Safire looks at the camera in a shot taken on Air Force Two in 1972, conferring with Vice President Spiro Agnew (at far left). As the pugnacious vice president gave Nixon a voice to push back against critics, Safire was assigned to write for him. To the right of Safire is Pat Buchanan, valued by Nixon for his hard-right spin.
Image from https://whcacannonball.blogspot.com/p/vice-president-agnews-trip-to-new.html

He got on well with most of President’s men. Haldeman was a secretive ramrod who warned his staff on the first day about making “end runs,” yet Safire found him supportive and loyal, and fairly receptive. Henry Kissinger, the National Security Adviser, was brilliant if brutal to his staff, an egomaniac with a charming way of acknowledging this.

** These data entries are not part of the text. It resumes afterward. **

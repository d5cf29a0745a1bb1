use super::{RankModel, Recommender};
use crate::algo::lbfgs::{minimize, LbfgsConfig};
use crate::algo::srw::{ConvergencePolicy, SrwObjective, SrwParams};
use crate::features::{
    follow_features, CombinedFeature, ConstantFeature, DescriptionVector, EdgeAttributeFeature,
    EdgeFeature, FeatureSources, FeatureType, LanguageVector, NodeAttributeFeature, NodeFeature,
    SimilarityFeature,
};
use crate::similarity::{BigraphSimilarity, Side};
use crate::{AdjacencyMatrix, Bigraph, Entity, EntityKind, Error, Result, SocialGraph};
use ndarray::Array2;
use rand::prelude::*;
use serde::{Deserialize, Serialize};
use std::collections::HashSet;
use tracing::debug;

/// Supervised random walk configuration.
#[derive(Debug, Clone, PartialEq, Serialize, Deserialize)]
pub struct SrwConfig {
    /// Restart probability at the query user.
    pub alpha: f64,
    /// Iteration cap of every stationary and derivative solve.
    pub max_steps: usize,
    /// Regularization weight of the ranking loss.
    pub lambda: f64,
    /// Max-absolute change below which a solve counts as converged.
    pub epsilon: f64,
    /// Temperature of the pairwise sigmoid loss.
    pub loss_width: f64,
    /// Edge attributes used directly as features (1 when absent).
    pub weight_keys: Vec<String>,
    /// Feature groups added after the constant and weight columns.
    pub feature_types: Vec<FeatureType>,
    /// Clip edge scores to `±strength_clip` before the sigmoid.
    pub strength_clip: Option<f64>,
    /// Whether a solve hitting `max_steps` warns or fails the ranking.
    pub non_convergence: ConvergencePolicy,
    /// Z-score the combined edge features.
    pub standardize: bool,
    /// Settings of the per-user weight fit.
    pub optimizer: LbfgsConfig,
    /// Spread the per-dimension derivative solves over the rayon pool.
    pub parallel: bool,
}

impl Default for SrwConfig {
    fn default() -> Self {
        Self {
            alpha: 0.85,
            max_steps: 100,
            lambda: 0.01,
            epsilon: 0.01,
            loss_width: 1.0,
            weight_keys: Vec::new(),
            feature_types: Vec::new(),
            strength_clip: Some(30.0),
            non_convergence: ConvergencePolicy::Warn,
            standardize: true,
            optimizer: LbfgsConfig::default(),
            parallel: false,
        }
    }
}

impl SrwConfig {
    pub fn with_alpha(mut self, alpha: f64) -> Self {
        self.alpha = alpha;
        self
    }

    pub fn with_max_steps(mut self, max_steps: usize) -> Self {
        self.max_steps = max_steps;
        self
    }

    pub fn with_lambda(mut self, lambda: f64) -> Self {
        self.lambda = lambda;
        self
    }

    pub fn with_epsilon(mut self, epsilon: f64) -> Self {
        self.epsilon = epsilon;
        self
    }

    pub fn with_loss_width(mut self, loss_width: f64) -> Self {
        self.loss_width = loss_width;
        self
    }

    pub fn with_weight_key(mut self, key: impl Into<String>) -> Self {
        self.weight_keys.push(key.into());
        self
    }

    pub fn with_feature_types(mut self, types: impl IntoIterator<Item = FeatureType>) -> Self {
        self.feature_types = types.into_iter().collect();
        self
    }

    pub fn with_strength_clip(mut self, clip: Option<f64>) -> Self {
        self.strength_clip = clip;
        self
    }

    pub fn with_non_convergence(mut self, policy: ConvergencePolicy) -> Self {
        self.non_convergence = policy;
        self
    }

    pub fn with_standardize(mut self, standardize: bool) -> Self {
        self.standardize = standardize;
        self
    }

    pub fn with_optimizer(mut self, optimizer: LbfgsConfig) -> Self {
        self.optimizer = optimizer;
        self
    }

    pub fn with_parallel(mut self, parallel: bool) -> Self {
        self.parallel = parallel;
        self
    }

    fn params(&self) -> SrwParams {
        SrwParams {
            alpha: self.alpha,
            max_steps: self.max_steps,
            epsilon: self.epsilon,
            lambda: self.lambda,
            loss_width: self.loss_width,
            strength_clip: self.strength_clip,
            policy: self.non_convergence,
            parallel: self.parallel,
        }
    }
}

/// Supervised random walk recommender (Backstrom & Leskovec).
///
/// Training builds the directed walk structure and the edge-feature
/// extractors. Every ranking call fits edge weights for the query user: the
/// user's repositories are positives, an equally sized random sample of the
/// remaining repositories are negatives, and L-BFGS minimizes the pairwise
/// ranking loss of the personalized walk. Repositories then rank by their
/// visiting probability under the learned weights.
#[derive(Debug, Clone, Default)]
pub struct SupervisedRandomWalk {
    pub config: SrwConfig,
    pub sources: FeatureSources,
}

impl SupervisedRandomWalk {
    pub fn new(config: SrwConfig, sources: FeatureSources) -> Self {
        Self { config, sources }
    }

    fn extractors(
        &self,
        graph: &SocialGraph,
        adjacency: &AdjacencyMatrix,
    ) -> Result<Vec<Box<dyn EdgeFeature>>> {
        let mut extractors: Vec<Box<dyn EdgeFeature>> = vec![
            Box::new(ConstantFeature::new(adjacency)),
            Box::new(EdgeAttributeFeature::new(
                graph,
                adjacency,
                &self.config.weight_keys,
            )),
        ];

        let mut types = self.config.feature_types.clone();
        types.sort();
        types.dedup();
        if types.is_empty() {
            return Ok(extractors);
        }

        let bigraph = Bigraph::new(graph, EntityKind::User, EntityKind::Repository, None)?;
        let similarity = |features: Array2<f64>,
                          side: Side,
                          name: &str|
         -> Result<Box<dyn EdgeFeature>> {
            let sim = BigraphSimilarity::new(&bigraph, &features, side)?;
            Ok(Box::new(SimilarityFeature::new(adjacency, &bigraph, sim, name)))
        };

        for feature_type in types {
            match feature_type {
                FeatureType::Behavior => {
                    extractors.push(similarity(
                        bigraph.matrix().to_dense(),
                        Side::Source,
                        "behavior.user",
                    )?);
                    extractors.push(similarity(
                        bigraph.transposed().to_dense(),
                        Side::Target,
                        "behavior.repository",
                    )?);
                }
                FeatureType::Content => {
                    let sources = &self.sources;
                    if sources.languages.is_none() && sources.descriptions.is_none() {
                        return Err(Error::MissingFeatureData(
                            "content features need languages or descriptions".into(),
                        ));
                    }
                    if let Some(languages) = &sources.languages {
                        let vectors = LanguageVector::new(languages, true);
                        extractors.push(similarity(
                            vectors.features_for(bigraph.targets()),
                            Side::Target,
                            "content.languages",
                        )?);
                    }
                    if let Some(descriptions) = &sources.descriptions {
                        let vectors =
                            DescriptionVector::new(descriptions, &sources.description_options);
                        extractors.push(similarity(
                            vectors.features_for(bigraph.targets()),
                            Side::Target,
                            "content.descriptions",
                        )?);
                    }
                }
                FeatureType::Relation => {
                    let follow_graph = self.sources.follow_graph.as_ref().ok_or_else(|| {
                        Error::MissingFeatureData("relation features need a follow graph".into())
                    })?;
                    let (followers, followees) = follow_features(follow_graph, bigraph.sources());
                    extractors.push(similarity(followers, Side::Source, "relation.followers")?);
                    extractors.push(similarity(followees, Side::Source, "relation.followees")?);
                }
                FeatureType::Attribute => {
                    let accounts = self.sources.accounts.clone().unwrap_or_default();
                    let repositories = self.sources.repositories.clone().unwrap_or_default();
                    extractors.push(Box::new(NodeAttributeFeature::new(
                        graph,
                        adjacency,
                        &NodeFeature::user(accounts),
                        &NodeFeature::repository(repositories),
                    )));
                }
            }
        }
        Ok(extractors)
    }
}

struct SrwModel {
    graph: SocialGraph,
    walk_graph: SocialGraph,
    adjacency: AdjacencyMatrix,
    features: CombinedFeature,
    candidates: Vec<usize>,
    config: SrwConfig,
}

impl Recommender for SupervisedRandomWalk {
    fn name(&self) -> String {
        let types: Vec<&str> = self
            .config
            .feature_types
            .iter()
            .map(|t| t.as_str())
            .collect();
        format!("srw[{}]", types.join(","))
    }

    fn train(&self, graph: &SocialGraph) -> Result<Box<dyn RankModel>> {
        let walk_graph = graph.to_directed();
        let adjacency = AdjacencyMatrix::new(&walk_graph, None);
        let extractors = self.extractors(&walk_graph, &adjacency)?;
        let features =
            CombinedFeature::new(&adjacency, extractors).with_standardize(self.config.standardize);
        let candidates = adjacency
            .nodes()
            .iter()
            .enumerate()
            .filter(|(_, node)| node.is_a(EntityKind::Repository))
            .map(|(i, _)| i)
            .collect();
        debug!(
            nodes = adjacency.node_count(),
            edges = adjacency.edge_count(),
            features = ?features.names(),
            "prepared supervised random walk"
        );
        Ok(Box::new(SrwModel {
            graph: graph.clone(),
            walk_graph,
            adjacency,
            features,
            candidates,
            config: self.config.clone(),
        }))
    }
}

impl RankModel for SrwModel {
    fn graph(&self) -> &SocialGraph {
        &self.graph
    }

    fn rank(&self, user: &Entity, rng: &mut dyn RngCore) -> Result<Vec<(Entity, f64)>> {
        let Some(root) = self.adjacency.node_index(user) else {
            return Ok(Vec::new());
        };

        let positives: Vec<usize> = self
            .walk_graph
            .neighbors(user)
            .iter()
            .filter(|n| n.is_a(EntityKind::Repository))
            .filter_map(|n| self.adjacency.node_index(n))
            .collect();
        let seen: HashSet<usize> = positives.iter().copied().collect();
        let others: Vec<usize> = self
            .candidates
            .iter()
            .copied()
            .filter(|c| !seen.contains(c))
            .collect();
        let negatives: Vec<usize> = others
            .choose_multiple(rng, positives.len())
            .copied()
            .collect();
        if positives.is_empty() || negatives.is_empty() {
            return Ok(Vec::new());
        }

        let psi = self.features.feature_matrix(root)?;
        let objective = SrwObjective::new(
            self.adjacency.matrix(),
            &psi,
            root,
            &negatives,
            &positives,
            self.config.params(),
        )?;
        let w0: Vec<f64> = (0..objective.feature_count())
            .map(|_| rng.random::<f64>())
            .collect();
        let fit = minimize(|w| objective.evaluate(w), w0, &self.config.optimizer)?;
        debug!(
            user = %user,
            iterations = fit.iterations,
            evaluations = fit.evaluations,
            termination = ?fit.termination,
            objective = fit.value,
            "fitted edge weights"
        );

        let p = objective.stationary(&fit.x)?;
        Ok(self
            .candidates
            .iter()
            .map(|&c| (self.adjacency.node(c).clone(), p[c]))
            .collect())
    }
}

Attorney General John Mitchell was cagey and insular, a quiet backer of liberal policies who actually pushed back when Nixon considered a domestic spying plan in 1970. But he was part of a larger problem. Safire writes: “On a personal level, I can say, “He was always nice to me,” before adding, “but the son of a bitch bugged my telephone.”

Nixon himself was laser-focused on re-election from the moment he walked into the Oval Office, making sure his speechwriters were, too:

“Please, Bill” – the President leaned forward and tapped my knee – “don’t try to please the press by saying something new all the time. Keep saying what works. Tom Dewey told me you have to tell people something at least four times before they remember it.”

That was a big part of the problem as Safire saw it; Nixon was so driven he couldn’t relax. This fed his need to know what the Democrats were up to in 1972. Even if he didn’t approve the break-in at Watergate himself, he fueled a mindset that drove others with fewer scruples.

“Nixon’s Dr. Jekyll worried about Nixon’s Mr. Hyde, and usually tried to suppress him, but mostly only tried to conceal him,” Safire writes.

The book is very long, but as it jumps from topic to topic, it manages to be a lively read. There is a chapter on school desegregation (which Nixon favored), a chapter on busing (which Nixon didn’t), a chapter on Nixon and the Catholics, and one on Nixon and the Jews. It is very much a work of its place and time in that it namechecks people like Georges Pompidou and Helen Hokinson as if the reader will know who they are.

Nixon relaxes in 1971 with his oldest daughter, Julie, a nurturing presence in a White House not known for warmth. Safire calls her "my favorite Nixon" and recounts several moments of thoughtfulness that reflected the better side of her father.
Image from https://picryl.com/media/president-richard-m-nixon-and-daughter-julie-nixon-eisenhower-on-the-prow-of-567578


Safire must have been a prodigious notetaker, or enjoyed privileged access to Nixon’s fabled secret tapes, given the long sections of dialogue in the book. There are extensive, verbatim accounts of meetings, some quite momentous, like Nixon briefing Congressional leaders on China or pushing his financial gurus on taking the country off the gold standard.

Throughout the book, the tone remains one of guarded appreciation.

Arthur Burns, a top financial adviser, tells Safire: “He has a noble motive in foreign affairs to reshape the world, or at least his motive is to earn the fame that comes from nobly reshaping the world. Who can say what his motive is? But it’s moving him in the right direction.”

On the whole, Safire agrees. When it comes to Nixon’s bombing of Cambodia in 1970, Safire defends it not only militarily but for helping get North Vietnam to the peace table. The same went for the Soviets. Nixon could work more successfully for peace than his Democratic predecessors because he didn’t talk like he wanted it so much.

As Kissinger put it: “Nixon is the first president in a decade that has the Russians coming to him. He didn’t get in that position by being a bleeding heart.”

Hating Nixon was a popular pastime, but in the fullness of time and later impeachments his legacy has become one of grudging respect. Safire may not change your mind, but his energetic account of Nixon’s White House days gave me ample food for thought and kept me reading.